After a hard day’s studies, instead of dwelling on all the work left to do, choose to enjoy a night out on the town. After a long shift at the hospital, allow yourself the time to relax. Refuse to allow others to dictate your needs and your priorities, refuse to lose yourself to the endless work of medicine, and refuse to be part of the perpetuating force that makes future generations feel that they are “not doing enough.”

At the end of the day, stop and smell the roses. Reflect on the supportive people and moments in life that have touched you, and reach back to those roots — reconnect with your loved ones, seek those moments again. Be mindful what you need to be happy and take a stand for your right to leisurely pursuits, your right to be carefree. You need not wait for the light at the end of the tunnel. Live in the moment so that ten years from now, you can look back fondly with no regret of a life spent discontentedly looking for something more.
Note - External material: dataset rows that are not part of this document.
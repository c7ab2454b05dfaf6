//! Direct call graph over the module's defined functions.

use cranelift_entity::SecondaryMap;
use stackscan_ir::{FuncId, InstData, Module};

/// For each function, the unique direct callees that have a body.
pub struct CallGraph {
    callees: SecondaryMap<FuncId, Vec<FuncId>>,
}

impl CallGraph {
    pub fn build(module: &Module) -> Self {
        let mut callees: SecondaryMap<FuncId, Vec<FuncId>> = SecondaryMap::new();

        for func_id in module.defined_functions() {
            let func = &module.functions[func_id];
            let list = &mut callees[func_id];
            for (_, inst) in func.insts_in_order() {
                let Some(target) = func.insts[inst].direct_callee() else {
                    continue;
                };
                if module.functions[target].is_declaration {
                    continue;
                }
                if !list.contains(&target) {
                    list.push(target);
                }
            }
        }

        Self { callees }
    }

    pub fn callees(&self, func: FuncId) -> &[FuncId] {
        &self.callees[func]
    }
}

/// Does `func` directly call a defined function other than itself?
pub fn has_non_self_call(module: &Module, func_id: FuncId) -> bool {
    let func = &module.functions[func_id];
    for (_, inst) in func.insts_in_order() {
        if let Some(callee) = func.insts[inst].direct_callee() {
            if callee != func_id && !module.functions[callee].is_declaration {
                return true;
            }
        }
    }
    false
}

#[cfg(test)]
mod tests {
    use super::*;
    use stackscan_reader::parse_module;

    #[test]
    fn unique_defined_callees() {
        let text = r#"
declare void @external()

define void @leaf() {
entry:
  ret void
}

define void @mid() {
entry:
  call void @leaf()
  call void @leaf()
  call void @external()
  ret void
}

define void @top() {
entry:
  call void @mid()
  call void @top()
  ret void
}
"#;
        let module = parse_module(text).unwrap();
        let cg = CallGraph::build(&module);
        let leaf = module.func_by_name("leaf").unwrap();
        let mid = module.func_by_name("mid").unwrap();
        let top = module.func_by_name("top").unwrap();

        assert!(cg.callees(leaf).is_empty());
        assert_eq!(cg.callees(mid), &[leaf]);
        assert_eq!(cg.callees(top), &[mid, top]);

        assert!(has_non_self_call(&module, mid));
        assert!(has_non_self_call(&module, top));
        assert!(!has_non_self_call(&module, leaf));
    }
}
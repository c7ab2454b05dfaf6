//! Target data layout: type sizes, alignments, and the stack alignment.
//!
//! Parses the subset of the `target datalayout` specification string the
//! analyses need. Unspecified components fall back to the usual x86-64
//! defaults, except the stack alignment which stays unspecified (callers
//! treat that as "no rounding"), matching how the analyzer's frame
//! computation behaves when a target does not state one.

use crate::entities::TypeId;
use crate::types::{TypeData, TypeStore};

#[derive(Clone, Debug)]
pub struct DataLayout {
    /// Size of a pointer in address space 0, in bytes.
    pub ptr_bytes: u64,
    /// `S<bits>` component, in bytes; 0 when the string did not specify one.
    stack_align: u64,
    /// `i<bits>:<abi>` overrides, sorted by bit width.
    int_aligns: Vec<(u32, u64)>,
    /// `a:<abi>` aggregate alignment floor in bytes.
    agg_align: u64,
}

impl Default for DataLayout {
    fn default() -> Self {
        Self {
            ptr_bytes: 8,
            stack_align: 0,
            int_aligns: vec![(1, 1), (8, 1), (16, 2), (32, 4), (64, 8)],
            agg_align: 1,
        }
    }
}

impl DataLayout {
    /// Parse a `target datalayout` specification. Unrecognized components
    /// are ignored.
    pub fn parse(spec: &str) -> Self {
        let mut dl = DataLayout::default();
        for part in spec.split('-') {
            if part.is_empty() {
                continue;
            }
            let bytes = part.as_bytes();
            match bytes[0] {
                b'p' => {
                    // p[n]:<size>:<abi>[...]; only address space 0 matters.
                    let rest = &part[1..];
                    let mut fields = rest.split(':');
                    let addrspace = fields.next().unwrap_or("");
                    if !addrspace.is_empty() && addrspace != "0" {
                        continue;
                    }
                    if let Some(size) = fields.next().and_then(|s| s.parse::<u64>().ok()) {
                        dl.ptr_bytes = size / 8;
                    }
                }
                b'i' => {
                    let mut fields = part[1..].split(':');
                    let bits = fields.next().and_then(|s| s.parse::<u32>().ok());
                    let abi = fields.next().and_then(|s| s.parse::<u64>().ok());
                    if let (Some(bits), Some(abi)) = (bits, abi) {
                        let abi_bytes = abi / 8;
                        match dl.int_aligns.iter_mut().find(|(b, _)| *b == bits) {
                            Some(entry) => entry.1 = abi_bytes.max(1),
                            None => dl.int_aligns.push((bits, abi_bytes.max(1))),
                        }
                        dl.int_aligns.sort_by_key(|(b, _)| *b);
                    }
                }
                b'S' => {
                    if let Ok(bits) = part[1..].parse::<u64>() {
                        dl.stack_align = bits / 8;
                    }
                }
                b'a' => {
                    if let Some(abi) = part
                        .split(':')
                        .nth(1)
                        .and_then(|s| s.parse::<u64>().ok())
                    {
                        dl.agg_align = (abi / 8).max(1);
                    }
                }
                _ => {}
            }
        }
        dl
    }

    /// Stack alignment in bytes; 1 when the target did not specify one.
    pub fn stack_align_bytes(&self) -> u64 {
        self.stack_align.max(1)
    }

    fn int_align(&self, bits: u32) -> u64 {
        // Exact match first, else the alignment of the next larger width,
        // else the largest specified.
        if let Some(&(_, a)) = self.int_aligns.iter().find(|(b, _)| *b == bits) {
            return a;
        }
        if let Some(&(_, a)) = self.int_aligns.iter().find(|(b, _)| *b > bits) {
            return a;
        }
        self.int_aligns.last().map(|&(_, a)| a).unwrap_or(1)
    }

    /// ABI alignment of a type, in bytes.
    pub fn abi_align(&self, types: &TypeStore, ty: TypeId) -> u64 {
        match types.resolved(ty) {
            TypeData::Void | TypeData::Label | TypeData::Metadata | TypeData::Token => 1,
            TypeData::Int(bits) => self.int_align(*bits),
            TypeData::Half => 2,
            TypeData::Float => 4,
            TypeData::Double => 8,
            TypeData::X86Fp80 | TypeData::Fp128 => 16,
            TypeData::Ptr | TypeData::Func { .. } => self.ptr_bytes,
            TypeData::Array { elem, .. } => self.abi_align(types, *elem),
            TypeData::Struct { fields, packed } => {
                if *packed {
                    return 1;
                }
                let mut align = self.agg_align;
                for &field in fields {
                    align = align.max(self.abi_align(types, field));
                }
                align
            }
            TypeData::Vector { elem, len } => {
                // Natural vector alignment: the total size rounded to a
                // power of two.
                let size = self.alloc_size(types, *elem) * len;
                size.next_power_of_two().max(1)
            }
            TypeData::Named(_) | TypeData::Opaque => 1,
        }
    }

    /// Number of bytes an object of this type occupies on the stack,
    /// including tail padding. Unresolvable types yield 0.
    pub fn alloc_size(&self, types: &TypeStore, ty: TypeId) -> u64 {
        match types.resolved(ty) {
            TypeData::Void | TypeData::Label | TypeData::Metadata | TypeData::Token => 0,
            TypeData::Int(bits) => {
                let bytes = (*bits as u64 + 7) / 8;
                align_to(bytes, self.int_align(*bits))
            }
            TypeData::Half => 2,
            TypeData::Float => 4,
            TypeData::Double => 8,
            TypeData::X86Fp80 | TypeData::Fp128 => 16,
            TypeData::Ptr | TypeData::Func { .. } => self.ptr_bytes,
            TypeData::Array { elem, len } => self.alloc_size(types, *elem) * len,
            TypeData::Struct { fields, packed } => {
                let (_, size) = self.struct_layout_fields(types, fields, *packed);
                size
            }
            TypeData::Vector { elem, len } => self.alloc_size(types, *elem) * len,
            TypeData::Named(_) | TypeData::Opaque => 0,
        }
    }

    /// Byte offsets of each struct field plus the padded total size.
    pub fn struct_layout(
        &self,
        types: &TypeStore,
        ty: TypeId,
    ) -> Option<(Vec<u64>, u64)> {
        match types.resolved(ty) {
            TypeData::Struct { fields, packed } => {
                Some(self.struct_layout_fields(types, fields, *packed))
            }
            _ => None,
        }
    }

    fn struct_layout_fields(
        &self,
        types: &TypeStore,
        fields: &[TypeId],
        packed: bool,
    ) -> (Vec<u64>, u64) {
        let mut offsets = Vec::with_capacity(fields.len());
        let mut offset = 0u64;
        let mut max_align = if packed { 1 } else { self.agg_align };
        for &field in fields {
            let align = if packed {
                1
            } else {
                self.abi_align(types, field)
            };
            max_align = max_align.max(align);
            offset = align_to(offset, align);
            offsets.push(offset);
            offset += self.alloc_size(types, field);
        }
        (offsets, align_to(offset, max_align))
    }
}

/// Round `value` up to a multiple of `align` (which may be 1).
pub fn align_to(value: u64, align: u64) -> u64 {
    debug_assert!(align > 0);
    value.div_ceil(align) * align
}

#[cfg(test)]
mod tests {
    use super::*;

    const X86_64: &str =
        "e-m:e-p270:32:32-p271:32:32-p272:64:64-i64:64-i128:128-f80:128-n8:16:32:64-S128";

    #[test]
    fn parses_stack_alignment() {
        let dl = DataLayout::parse(X86_64);
        assert_eq!(dl.stack_align_bytes(), 16);
        assert_eq!(dl.ptr_bytes, 8);
    }

    #[test]
    fn scalar_sizes() {
        let dl = DataLayout::parse(X86_64);
        let mut types = TypeStore::new();
        let i8t = types.int(8);
        let i32t = types.int(32);
        let i64t = types.int(64);
        let p = types.ptr();
        assert_eq!(dl.alloc_size(&types, i8t), 1);
        assert_eq!(dl.alloc_size(&types, i32t), 4);
        assert_eq!(dl.alloc_size(&types, i64t), 8);
        assert_eq!(dl.alloc_size(&types, p), 8);
    }

    #[test]
    fn array_and_struct_sizes() {
        let dl = DataLayout::parse(X86_64);
        let mut types = TypeStore::new();
        let i8t = types.int(8);
        let i32t = types.int(32);
        let arr = types.intern(TypeData::Array { elem: i8t, len: 10 });
        assert_eq!(dl.alloc_size(&types, arr), 10);

        // struct { i8, i32, i8 } -> offsets 0, 4, 8; size 12.
        let st = types.intern(TypeData::Struct {
            fields: vec![i8t, i32t, i8t],
            packed: false,
        });
        let (offsets, size) = dl.struct_layout(&types, st).unwrap();
        assert_eq!(offsets, vec![0, 4, 8]);
        assert_eq!(size, 12);
        assert_eq!(dl.abi_align(&types, st), 4);
    }

    #[test]
    fn unspecified_stack_alignment_is_one() {
        let dl = DataLayout::parse("e-m:e-i64:64");
        assert_eq!(dl.stack_align_bytes(), 1);
    }
}
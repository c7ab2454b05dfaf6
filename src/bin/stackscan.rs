use anyhow::Result;
use clap::Parser;
use stackscan_cli::AnalyzeCommand;

fn main() -> Result<()> {
    env_logger::Builder::from_env(env_logger::Env::default().default_filter_or("warn")).init();
    AnalyzeCommand::parse().execute()
}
Kathleen Tzan Kathleen Tzan (2 Posts)

Contributing Writer

Sidney Kimmel Medical College

Kathleen is a third-year medical student at Sidney Kimmel Medical College in Philadelphia. She is strongly interested in holistic and alternative medicine with a focus on primary care and is planning on pursuing a career in Family Medicine.

  • Hannah Day

    Thank you. While not a medical student yet, but as a med school hopeful in the thick of the application cycle and working full time in a busy community clinic, I greatly appreciate your perspective here. You have articulated so well both the origins and remedies for burnout in medicine. I am working through the admissions process, dealing with the stress of wondering whether I will be seen as “good enough” for admission to medical school, while working long days in the clinic with back to back patients. The laundry lists of chronic diseases that many of our patients have, the inability to afford their medications, and constantly running late on appointments because patients need more time can cause us to feel as if we aren’t doing enough- that we can’t do enough given the limitations. These feelings of not being or doing enough are a manifestation of what Brene Brown describes in The Power of Vulnerability as the “culture of scarcity” that exists in American society. The antidote, as you describe in your piece, is mindfulness of where you are and what you are doing now. Are your actions in line with your values for the way you want to treat yourself and others? There is never a place we get to in life where we are complete in some way or will be able to let go of all responsibility. It is not possible to front-load all our work and effort in life with the idea that once we have sacrificed enough, we will have earned a life free of worry. Like you said, there will always be work to do, in medicine and in our relationship with ourselves and others, but our lives need not become work only; we always have the power to come back to gratitude, joy, and appreciation. We can also learn to find relaxation and self-acceptance in any moment, no matter how high-pressure. In fact, we will not only be more content and experience more meaning and enjoyment of our work, but we will perform better, without even trying.

    • Kathleen

      Hannah, thank you for adding your reflections to my article. I completely agree with your comments and believe that mindfulness is a lifetime practice. Though I still often struggle with leaving my stresses and complaints at work, I am realizing more and more just how much happier, peaceful, and fulfilled I feel when I take the time to be self aware. Good luck with your medical school applications and interviews! I know the process is stressful, but I think that your insight and mentality will take you far.